Biddy ne répliqua pas un mot.

«Biddy, ne m'entends-tu pas?

—Oui, monsieur Pip.

—Sans te demander pourquoi tu m'appelles monsieur Pip, ce qui me paraît être de mauvais goût, fais-moi savoir ce que tu veux dire?

—Ce que je veux dire? demanda Biddy timidement.

—Biddy, dis-je, en appuyant avec force, je t'en prie, dis-moi ce que tu veux dire par là?

—Par là? dit Biddy.

—Allons, ne répète pas comme un écho; autrefois, tu ne répétais pas ainsi, Biddy.

—Autrefois? dit Biddy; oh! monsieur Pip! autrefois!...»

Je songeai que je ferais bien d'abandonner aussi ce sujet. Cependant, après un autre tour silencieux dans le jardin, je repris:

«Biddy, j'ai dit tout à l'heure que je reviendrais souvent voir Joe. Tu n'as rien répondu.... Dis-moi pourquoi, Biddy?

—Êtes-vous donc bien sûr que vous viendrez le voir souvent? demanda Biddy, s'arrêtant dans l'étroite allée du jardin et me regardant à la clarté des étoiles d'un œil clair et pur.

—Oh! mon Dieu, dis-je, comme désespérant de faire entendre raison à Biddy, voilà qui est vraiment un très mauvais côté de la nature humaine. N'en dis pas davantage, s'il te plaît, Biddy, cela me fait trop de peine.»

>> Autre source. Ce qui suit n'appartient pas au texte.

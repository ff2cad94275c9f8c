use std::collections::HashMap;
use std::net::Ipv4Addr;
use std::sync::{Arc, Mutex, MutexGuard, PoisonError};

use log::{debug, info};

use crate::error::DriverError;
use crate::event::{ip_event, wifi_event, EventBase, EventData};
use crate::handle::{Netif, NetifId};
use crate::wifi::{ClientConfig, WifiDriver};

use super::events::SimEventLoop;

// WIFI_REASON_ASSOC_LEAVE
const REASON_ASSOC_LEAVE: u8 = 8;

/// Driver calls as recorded by [`SimWifiDriver`].
#[derive(Debug, Clone, Copy, PartialEq, Eq, Hash)]
pub enum WifiCall {
    NetifInit,
    CreateStaNetif,
    DestroyNetif,
    Init,
    SetModeSta,
    Start,
    Stop,
    Deinit,
    SetConfig,
    Connect,
    Disconnect,
    ClearDefaultHandlers,
}

#[derive(Default)]
struct Radio {
    initialised: bool,
    station: bool,
    started: bool,
    connected: bool,
    config: ClientConfig,
    next_netif: usize,
    access_points: Vec<(String, String)>,
    rejections: HashMap<WifiCall, DriverError>,
}

/// Station driver that "connects" to whichever access points were added.
///
/// Connecting to an unknown network posts nothing, so the manager waits
/// instead of retrying in a loop.
pub struct SimWifiDriver {
    events: Arc<SimEventLoop>,
    radio: Mutex<Radio>,
    calls: Arc<Mutex<Vec<WifiCall>>>,
}

fn lock<T>(mutex: &Mutex<T>) -> MutexGuard<'_, T> {
    mutex.lock().unwrap_or_else(PoisonError::into_inner)
}

impl SimWifiDriver {
    pub fn new(events: Arc<SimEventLoop>) -> Arc<Self> {
        Arc::new(Self {
            events,
            radio: Mutex::new(Radio::default()),
            calls: Arc::new(Mutex::new(Vec::new())),
        })
    }

    pub fn add_access_point(&self, ssid: &str, password: &str) {
        lock(&self.radio)
            .access_points
            .push((ssid.to_string(), password.to_string()));
    }

    /// Fail the next `call` with `error`.
    pub fn reject_next(&self, call: WifiCall, error: DriverError) {
        lock(&self.radio).rejections.insert(call, error);
    }

    pub fn calls(&self) -> Vec<WifiCall> {
        lock(&self.calls).clone()
    }

    pub fn count(&self, call: WifiCall) -> usize {
        lock(&self.calls).iter().filter(|c| **c == call).count()
    }

    pub fn is_connected(&self) -> bool {
        lock(&self.radio).connected
    }

    // Records the call and returns the radio, or the queued rejection.
    fn begin(&self, call: WifiCall) -> Result<MutexGuard<'_, Radio>, DriverError> {
        lock(&self.calls).push(call);
        let mut radio = lock(&self.radio);
        match radio.rejections.remove(&call) {
            Some(e) => Err(e),
            None => Ok(radio),
        }
    }
}

impl WifiDriver for SimWifiDriver {
    fn netif_init(&self) -> Result<(), DriverError> {
        self.begin(WifiCall::NetifInit)?;
        Ok(())
    }

    fn create_default_sta_netif(&self) -> Result<Netif, DriverError> {
        let mut radio = self.begin(WifiCall::CreateStaNetif)?;
        radio.next_netif += 1;
        let id = NetifId(radio.next_netif);

        let calls = self.calls.clone();
        Ok(Netif::new(id, move |id| {
            debug!("Destroying netif {:?}", id);
            lock(&calls).push(WifiCall::DestroyNetif);
        }))
    }

    fn init(&self) -> Result<(), DriverError> {
        self.begin(WifiCall::Init)?.initialised = true;
        Ok(())
    }

    fn set_mode_sta(&self) -> Result<(), DriverError> {
        let mut radio = self.begin(WifiCall::SetModeSta)?;
        if !radio.initialised {
            return Err(DriverError::WIFI_NOT_INIT);
        }
        radio.station = true;
        Ok(())
    }

    fn start(&self) -> Result<(), DriverError> {
        {
            let mut radio = self.begin(WifiCall::Start)?;
            if !radio.initialised || !radio.station {
                return Err(DriverError::WIFI_NOT_INIT);
            }
            radio.started = true;
        }
        self.events
            .post(EventBase::Wifi, wifi_event::STA_START, EventData::None);
        Ok(())
    }

    fn stop(&self) -> Result<(), DriverError> {
        {
            let mut radio = self.begin(WifiCall::Stop)?;
            if !radio.initialised {
                return Err(DriverError::WIFI_NOT_INIT);
            }
            if !radio.started {
                return Ok(());
            }
            radio.started = false;
            radio.connected = false;
        }
        self.events
            .post(EventBase::Wifi, wifi_event::STA_STOP, EventData::None);
        Ok(())
    }

    fn deinit(&self) -> Result<(), DriverError> {
        let mut radio = self.begin(WifiCall::Deinit)?;
        if !radio.initialised {
            return Err(DriverError::WIFI_NOT_INIT);
        }
        if radio.started {
            return Err(DriverError::WIFI_NOT_STOPPED);
        }
        radio.initialised = false;
        radio.station = false;
        Ok(())
    }

    fn set_config(&self, config: &ClientConfig) -> Result<(), DriverError> {
        let mut radio = self.begin(WifiCall::SetConfig)?;
        if !radio.initialised {
            return Err(DriverError::WIFI_NOT_INIT);
        }
        radio.config = *config;
        Ok(())
    }

    fn get_config(&self) -> Result<ClientConfig, DriverError> {
        let radio = lock(&self.radio);
        if !radio.initialised {
            return Err(DriverError::WIFI_NOT_INIT);
        }
        Ok(radio.config)
    }

    fn connect(&self) -> Result<(), DriverError> {
        let reachable = {
            let mut radio = self.begin(WifiCall::Connect)?;
            if !radio.started {
                return Err(DriverError::WIFI_NOT_STARTED);
            }
            let ssid = radio.config.ssid_str();
            let password = radio.config.password_str();
            let reachable = radio
                .access_points
                .iter()
                .any(|(s, p)| *s == ssid && *p == password);
            radio.connected = reachable;
            reachable
        };

        if reachable {
            self.events
                .post(EventBase::Wifi, wifi_event::STA_CONNECTED, EventData::None);
            self.events.post(
                EventBase::Ip,
                ip_event::STA_GOT_IP,
                EventData::GotIp {
                    ip: Ipv4Addr::new(192, 168, 1, 100),
                },
            );
        } else {
            info!("No access point answers to this config");
        }
        Ok(())
    }

    fn disconnect(&self) -> Result<(), DriverError> {
        {
            let mut radio = self.begin(WifiCall::Disconnect)?;
            if !radio.started {
                return Err(DriverError::WIFI_NOT_STARTED);
            }
            if !radio.connected {
                return Ok(());
            }
            radio.connected = false;
        }
        self.events.post(
            EventBase::Wifi,
            wifi_event::STA_DISCONNECTED,
            EventData::Disconnected {
                reason: REASON_ASSOC_LEAVE,
            },
        );
        Ok(())
    }

    fn clear_default_handlers(&self, _netif: NetifId) -> Result<(), DriverError> {
        self.begin(WifiCall::ClearDefaultHandlers)?;
        Ok(())
    }
}

#[cfg(test)]
mod tests {
    use super::*;

    fn started() -> (Arc<SimEventLoop>, Arc<SimWifiDriver>) {
        let events = SimEventLoop::new();
        let driver = SimWifiDriver::new(events.clone());
        driver.init().unwrap();
        driver.set_mode_sta().unwrap();
        driver.start().unwrap();
        (events, driver)
    }

    #[test]
    fn connects_only_to_known_access_points() {
        let (_events, driver) = started();
        driver.add_access_point("home", "hunter22");

        driver.set_config(&ClientConfig::new("home", "wrong")).unwrap();
        driver.connect().unwrap();
        assert!(!driver.is_connected());

        driver.set_config(&ClientConfig::new("home", "hunter22")).unwrap();
        driver.connect().unwrap();
        assert!(driver.is_connected());
    }

    #[test]
    fn rejection_applies_once() {
        let (_events, driver) = started();
        driver.reject_next(WifiCall::Connect, DriverError::WIFI_CONN);
        assert_eq!(driver.connect(), Err(DriverError::WIFI_CONN));
        assert_eq!(driver.connect(), Ok(()));
        assert_eq!(driver.count(WifiCall::Connect), 2);
    }

    #[test]
    fn deinit_requires_stop() {
        let (_events, driver) = started();
        assert_eq!(driver.deinit(), Err(DriverError::WIFI_NOT_STOPPED));
        driver.stop().unwrap();
        assert_eq!(driver.deinit(), Ok(()));
        assert_eq!(driver.get_config(), Err(DriverError::WIFI_NOT_INIT));
    }
}
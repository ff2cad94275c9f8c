use std::sync::{Arc, Mutex, MutexGuard, PoisonError};

use log::info;

use crate::error::DriverError;
use crate::event::{sc_event, EventBase, EventData, VendorCredentials};
use crate::smartconfig::{SmartConfigKind, SmartConfigService, SmartConfigStart};

use super::events::SimEventLoop;

#[derive(Default)]
struct Provisioner {
    kind: SmartConfigKind,
    running: bool,
    start_failure: Option<DriverError>,
    extra_data: Vec<u8>,
    extra_data_reads: usize,
}

/// Provisioning service driven from the host side: [`SimSmartConfig::deliver`]
/// plays the phone sending credentials, [`SimSmartConfig::acknowledge`] the
/// phone receiving the ack.
pub struct SimSmartConfig {
    events: Arc<SimEventLoop>,
    state: Mutex<Provisioner>,
}

impl SimSmartConfig {
    pub fn new(events: Arc<SimEventLoop>) -> Arc<Self> {
        Arc::new(Self {
            events,
            state: Mutex::new(Provisioner::default()),
        })
    }

    fn lock(&self) -> MutexGuard<'_, Provisioner> {
        self.state.lock().unwrap_or_else(PoisonError::into_inner)
    }

    pub fn is_running(&self) -> bool {
        self.lock().running
    }

    pub fn kind(&self) -> SmartConfigKind {
        self.lock().kind
    }

    /// Fail the next start with `error`.
    pub fn fail_start(&self, error: DriverError) {
        self.lock().start_failure = Some(error);
    }

    pub fn set_extra_data(&self, data: Vec<u8>) {
        self.lock().extra_data = data;
    }

    pub fn extra_data_reads(&self) -> usize {
        self.lock().extra_data_reads
    }

    /// Post the events of a phone handing over `ssid`/`password`.
    /// Returns false when discovery is not running.
    pub fn deliver(&self, ssid: &str, password: &str) -> bool {
        let kind = {
            let state = self.lock();
            if !state.running {
                return false;
            }
            state.kind
        };

        let creds = VendorCredentials::new(ssid.as_bytes(), password.as_bytes(), kind);
        self.events
            .post(EventBase::SmartConfig, sc_event::FOUND_CHANNEL, EventData::None);
        self.events.post(
            EventBase::SmartConfig,
            sc_event::GOT_SSID_PSWD,
            EventData::GotSsidPassword(creds),
        );
        true
    }

    pub fn acknowledge(&self) -> bool {
        if !self.is_running() {
            return false;
        }
        self.events
            .post(EventBase::SmartConfig, sc_event::SEND_ACK_DONE, EventData::None);
        true
    }
}

impl SmartConfigService for SimSmartConfig {
    fn set_kind(&self, kind: SmartConfigKind) -> Result<(), DriverError> {
        let mut state = self.lock();
        if state.running {
            return Err(DriverError::INVALID_STATE);
        }
        state.kind = kind;
        Ok(())
    }

    fn start(&self, config: &SmartConfigStart) -> Result<(), DriverError> {
        {
            let mut state = self.lock();
            if let Some(e) = state.start_failure.take() {
                return Err(e);
            }
            if state.running {
                return Err(DriverError::INVALID_STATE);
            }
            state.running = true;
        }
        if config.enable_log {
            info!("{} discovery listening", config.kind);
        }
        self.events
            .post(EventBase::SmartConfig, sc_event::SCAN_DONE, EventData::None);
        Ok(())
    }

    fn stop(&self) -> Result<(), DriverError> {
        self.lock().running = false;
        Ok(())
    }

    fn extra_data(&self) -> Result<Vec<u8>, DriverError> {
        let mut state = self.lock();
        state.extra_data_reads += 1;
        Ok(state.extra_data.clone())
    }
}
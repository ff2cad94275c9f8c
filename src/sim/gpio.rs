use std::collections::HashMap;
use std::sync::{Arc, Mutex, MutexGuard, PoisonError};

use crate::error::DriverError;
use crate::gpio::{GpioDriver, IsrHandler, PinConfig, PinId};

type SharedIsr = Arc<dyn Fn() + Send + Sync>;

#[derive(Default)]
struct Pins {
    configs: HashMap<PinId, PinConfig>,
    levels: HashMap<PinId, bool>,
    handlers: HashMap<PinId, SharedIsr>,
    enables: HashMap<PinId, usize>,
    isr_service: bool,
}

/// Pin driver whose interrupts are raised by calling [`SimGpio::trigger`].
#[derive(Default)]
pub struct SimGpio {
    pins: Mutex<Pins>,
}

impl SimGpio {
    pub fn new() -> Arc<Self> {
        Arc::new(Self::default())
    }

    fn lock(&self) -> MutexGuard<'_, Pins> {
        self.pins.lock().unwrap_or_else(PoisonError::into_inner)
    }

    pub fn set_level(&self, pin: PinId, high: bool) {
        self.lock().levels.insert(pin, high);
    }

    pub fn config(&self, pin: PinId) -> Option<PinConfig> {
        self.lock().configs.get(&pin).copied()
    }

    /// How often the interrupt of `pin` was armed.
    pub fn interrupt_enables(&self, pin: PinId) -> usize {
        self.lock().enables.get(&pin).copied().unwrap_or(0)
    }

    /// Run the ISR attached to `pin`. False when none is attached.
    pub fn trigger(&self, pin: PinId) -> bool {
        // Called without the lock held, as the ISR may query the driver.
        let handler = self.lock().handlers.get(&pin).cloned();
        match handler {
            Some(handler) => {
                handler();
                true
            }
            None => false,
        }
    }
}

impl GpioDriver for SimGpio {
    fn configure(&self, pin: PinId, config: &PinConfig) -> Result<(), DriverError> {
        if !pin.is_valid() {
            return Err(DriverError::INVALID_ARG);
        }
        self.lock().configs.insert(pin, *config);
        Ok(())
    }

    fn install_isr_service(&self) -> Result<(), DriverError> {
        let mut pins = self.lock();
        if pins.isr_service {
            return Err(DriverError::INVALID_STATE);
        }
        pins.isr_service = true;
        Ok(())
    }

    fn add_isr_handler(&self, pin: PinId, handler: IsrHandler) -> Result<(), DriverError> {
        let mut pins = self.lock();
        if !pins.isr_service {
            return Err(DriverError::INVALID_STATE);
        }
        pins.handlers.insert(pin, Arc::from(handler));
        Ok(())
    }

    fn enable_interrupt(&self, pin: PinId) -> Result<(), DriverError> {
        let mut pins = self.lock();
        if !pins.handlers.contains_key(&pin) {
            return Err(DriverError::NOT_FOUND);
        }
        *pins.enables.entry(pin).or_default() += 1;
        Ok(())
    }

    fn remove_isr_handler(&self, pin: PinId) -> Result<(), DriverError> {
        match self.lock().handlers.remove(&pin) {
            Some(_) => Ok(()),
            None => Err(DriverError::NOT_FOUND),
        }
    }

    fn reset_pin(&self, pin: PinId) -> Result<(), DriverError> {
        let mut pins = self.lock();
        pins.configs.remove(&pin);
        pins.levels.remove(&pin);
        Ok(())
    }

    fn level(&self, pin: PinId) -> bool {
        self.lock().levels.get(&pin).copied().unwrap_or(false)
    }
}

Par cette raison dominante, je tins Biddy à distance pendant le souper, et, quand je montai à mon ancienne petite chambre, je pris congé d'elle aussi froidement que le permettait le souvenir du cimetière et de l'enterrement. Toutes les fois que je me réveillais dans la nuit, et cela m'arriva tous les quarts d'heure, je pensais à la méchanceté, à l'injure, à l'injustice que Biddy m'avait faites.

Je devais partir de grand matin. De grand matin, je fus debout, et regardant, sans être vu, par la fenêtre de la forge, je restai là pendant plusieurs minutes, contemplant Joe, déjà au travail, et rayonnant de santé et de force.

«Adieu, cher Joe. Non, ne l'essuyez pas, pour l'amour de Dieu! Donnez-moi votre main noircie; je reviendrai bientôt et souvent.

—Jamais trop tôt, monsieur, et jamais trop souvent, Pip.» dit Joe.

Biddy m'attendait à la porte de la cuisine avec une tasse de lait encore chaud et du pain grillé.

«Biddy, dis-je en lui tendant la main avant de partir, je ne suis pas fâché, mais je suis blessé.

—Non, ne soyez pas blessé, dit-elle avec émotion; que je sois seule blessée, si j'ai manqué de générosité.»

Et de nouveau comme autrefois, le brouillard se levait devant mon chemin. Voulait-il me dire, comme je suis tenté de le croire, que je ne reviendrais pas, et que Biddy avait raison? S'il voulait le dire, hélas! il avait deviné juste.